Pull every line that includes the word "NotAllowed" out of the data below and copy it.

[Dataset entries]
————
//! Allow-list policy applied to every command before it is spawned.

/// Allow-list policy.
///
/// A command is admitted when its base command (first whitespace-delimited
/// token, lower-cased) starts with one of the configured entries. This is a
/// plain string prefix test: an entry of `"ls"` also admits `"lsof"` and
/// `"lsblk"`, and `"py"` admits `"python3"`. Entries are compared as written,
/// so an upper-case entry never matches.
///
/// Only the first token is inspected. The whole line is handed to the shell,
/// so `echo hi; rm x` is admitted when `echo` is allowed.
#[derive(Debug, Clone)]
pub struct CommandPolicy {
    allowed: Vec<String>,
}

impl CommandPolicy {
    /// Create a policy from an ordered list of allowed prefixes.
    pub fn new(allowed: Vec<String>) -> Self {
        Self { allowed }
    }

    /// The configured prefixes, in configuration order.
    pub fn allowed(&self) -> &[String] {
        &self.allowed
    }

    /// Check a raw command line against the allow-list.
    ///
    /// On success the returned [`ApprovedCommand`] is the only value the
    /// executor accepts.
    pub fn check(&self, command: &str) -> Result<ApprovedCommand, PolicyError> {
        let base_command = base_command(command).ok_or(PolicyError::EmptyCommand)?;

        if !self
            .allowed
            .iter()
            .any(|prefix| base_command.starts_with(prefix.as_str()))
        {
            return Err(PolicyError::NotAllowed {
                base_command,
                allowed: self.allowed.clone(),
            });
        }

        Ok(ApprovedCommand {
            command_line: command.to_string(),
            base_command,
        })
    }
}

/// A command line that has passed [`CommandPolicy::check`].
#[derive(Debug, Clone, PartialEq, Eq)]
pub struct ApprovedCommand {
    command_line: String,
    base_command: String,
}

impl ApprovedCommand {
    /// The full command line, exactly as received.
    pub fn command_line(&self) -> &str {
        &self.command_line
    }

    /// The lower-cased first token that matched the allow-list.
    pub fn base_command(&self) -> &str {
        &self.base_command
    }

    #[cfg(test)]
    pub(crate) fn for_test(command_line: &str) -> Self {
        Self {
            command_line: command_line.to_string(),
            base_command: base_command(command_line).unwrap_or_default(),
        }
    }
}

/// Extract the lower-cased first whitespace-delimited token.
///
/// Returns `None` for empty or whitespace-only input.
pub fn base_command(command: &str) -> Option<String> {
    command.split_whitespace().next().map(str::to_lowercase)
}

/// Reasons a command is refused before execution.
#[derive(Debug, Clone, PartialEq, Eq)]
pub enum PolicyError {
    /// Nothing but whitespace was supplied.
    EmptyCommand,
    /// The base command matches no allowed prefix.
    NotAllowed {
        base_command: String,
        allowed: Vec<String>,
    },
}

impl std::fmt::Display for PolicyError {
    fn fmt(&self, f: &mut std::fmt::Formatter<'_>) -> std::fmt::Result {
        match self {
            Self::EmptyCommand => write!(f, "No command specified"),
            Self::NotAllowed {
                base_command,
                allowed,
            } => write!(
                f,
                "Command '{}' is not allowed. Allowed commands: {}",
                base_command,
                allowed.join(", ")
            ),
        }
    }
}

impl std::error::Error for PolicyError {}

/// Strip control characters from a command for log output.
///
/// Newlines and tabs survive; the result is capped at 1000 characters.
pub fn sanitize_for_display(command: &str) -> String {
    command
        .chars()
        .filter(|c| !c.is_control() || *c == '\n' || *c == '\t')
        .take(1000)
        .collect()
}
————
OUTPUT FOR THIS EXERCISE ▸
            return Err(PolicyError::NotAllowed {
    NotAllowed {
            Self::NotAllowed {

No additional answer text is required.